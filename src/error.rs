use std::fmt::Display;

use alloy::{contract, transports};

/// Error returned by the RPC provider as a result of a contract read.
#[derive(Debug, thiserror::Error)]
pub enum ProviderError {
    #[error("fatal error: {0}")]
    Fatal(String),

    #[error("invalid request: {0}")]
    InvalidRequest(String),

    #[error("unexpected empty RPC response")]
    NullResp,

    #[error("call reverted: {0}")]
    Reverted(String),

    #[error("transport error: {0}")]
    Transport(String),

    #[error("unknown contract state: {0}")]
    UnknownContractState(u8),
}

impl From<contract::Error> for ProviderError {
    fn from(value: contract::Error) -> Self {
        match value {
            contract::Error::UnknownFunction(_) => Self::Fatal(value.to_string()),
            contract::Error::UnknownSelector(_) => Self::Fatal(value.to_string()),
            contract::Error::NotADeploymentTransaction => Self::Fatal(value.to_string()),
            contract::Error::ContractNotDeployed => Self::Fatal(value.to_string()),
            // Empty return data usually means there is no contract at the address
            contract::Error::ZeroData(_, _) => Self::InvalidRequest(value.to_string()),
            contract::Error::AbiError(_) => Self::Fatal(value.to_string()),
            contract::Error::TransportError(rpc_err) => Self::from(rpc_err),
            contract::Error::PendingTransactionError(err) => Self::Transport(err.to_string()),
        }
    }
}

impl<E: Display> From<transports::RpcError<E>> for ProviderError {
    fn from(value: transports::RpcError<E>) -> Self {
        match value {
            transports::RpcError::ErrorResp(ref resp) => {
                let msg = resp.message.to_ascii_lowercase();
                if ((resp.code == -32600 || resp.code == -32601 || resp.code == -32602)
                    && (msg.contains("invalid") || msg.contains("not found")))
                    || (resp.code == -32603
                        && (msg.contains("block by number") || msg.contains("getting block")))
                {
                    Self::InvalidRequest(msg)
                } else if resp.code == 3 && msg.contains("reverted") {
                    Self::Reverted(msg)
                } else {
                    Self::Transport(value.to_string())
                }
            }
            transports::RpcError::NullResp => Self::NullResp,
            _ => Self::Transport(value.to_string()),
        }
    }
}
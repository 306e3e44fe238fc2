use super::{Bounds, PricingCurve, PricingError};
use crate::num::FixedPoint;

/// Curve paying out the price ratio to the upper bound, held
/// within the reserve kept for each side.
///
/// Non-decreasing in the price as long as the cap is at least one half,
/// see [`Bounds`].
#[derive(Clone, Copy, Debug, PartialEq, Eq)]
pub struct ReserveCurve {
    pub bounds: Bounds,
}

impl ReserveCurve {
    pub fn new(upper_bound: FixedPoint, long_cap_fraction: FixedPoint) -> Self {
        Self {
            bounds: Bounds::new(upper_bound, long_cap_fraction),
        }
    }
}

impl PricingCurve for ReserveCurve {
    fn validate(&self) -> Result<(), PricingError> {
        self.bounds.validate()
    }

    fn long_share(&self, price: FixedPoint) -> Result<FixedPoint, PricingError> {
        self.validate()?;
        self.bounds.share_of(price)
    }
}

> Directions for this task
Each record needs to be duplicated exactly.

> Result
filename src/error.rs
use std::fmt::Display;

use alloy::{contract, transports};

/// Error returned by the RPC provider as a result of a contract read.
#[derive(Debug, thiserror::Error)]
pub enum ProviderError {
    #[error("fatal error: {0}")]
    Fatal(String),

    #[error("invalid request: {0}")]
    InvalidRequest(String),

    #[error("unexpected empty RPC response")]
    NullResp,

    #[error("call reverted: {0}")]
    Reverted(String),

    #[error("transport error: {0}")]
    Transport(String),

    #[error("unknown contract state: {0}")]
    UnknownContractState(u8),
}

impl From<contract::Error> for ProviderError {
    fn from(value: contract::Error) -> Self {
        match value {
            contract::Error::UnknownFunction(_) => Self::Fatal(value.to_string()),
            contract::Error::UnknownSelector(_) => Self::Fatal(value.to_string()),
            contract::Error::NotADeploymentTransaction => Self::Fatal(value.to_string()),
            contract::Error::ContractNotDeployed => Self::Fatal(value.to_string()),
            // Empty return data usually means there is no contract at the address
            contract::Error::ZeroData(_, _) => Self::InvalidRequest(value.to_string()),
            contract::Error::AbiError(_) => Self::Fatal(value.to_string()),
            contract::Error::TransportError(rpc_err) => Self::from(rpc_err),
            contract::Error::PendingTransactionError(err) => Self::Transport(err.to_string()),
        }
    }
}

impl<E: Display> From<transports::RpcError<E>> for ProviderError {
    fn from(value: transports::RpcError<E>) -> Self {
        match value {
            transports::RpcError::ErrorResp(ref resp) => {
                let msg = resp.message.to_ascii_lowercase();
                if ((resp.code == -32600 || resp.code == -32601 || resp.code == -32602)
                    && (msg.contains("invalid") || msg.contains("not found")))
                    || (resp.code == -32603
                        && (msg.contains("block by number") || msg.contains("getting block")))
                {
                    Self::InvalidRequest(msg)
                } else if resp.code == 3 && msg.contains("reverted") {
                    Self::Reverted(msg)
                } else {
                    Self::Transport(value.to_string())
                }
            }
            transports::RpcError::NullResp => Self::NullResp,
            _ => Self::Transport(value.to_string()),
        }
    }
}
repository 306e3e44fe238fc2
use super::{Bounds, PricingCurve, PricingError};
use crate::num::FixedPoint;

/// Curve paying out the price ratio to the upper bound, held
/// within the reserve kept for each side.
///
/// Non-decreasing in the price as long as the cap is at least one half,
/// see [`Bounds`].
#[derive(Clone, Copy, Debug, PartialEq, Eq)]
pub struct ReserveCurve {
    pub bounds: Bounds,
}

impl ReserveCurve {
    pub fn new(upper_bound: FixedPoint, long_cap_fraction: FixedPoint) -> Self {
        Self {
            bounds: Bounds::new(upper_bound, long_cap_fraction),
        }
    }
}

impl PricingCurve for ReserveCurve {
    fn validate(&self) -> Result<(), PricingError> {
        self.bounds.validate()
    }

    fn long_share(&self, price: FixedPoint) -> Result<FixedPoint, PricingError> {
        self.validate()?;
        self.bounds.share_of(price)
    }
}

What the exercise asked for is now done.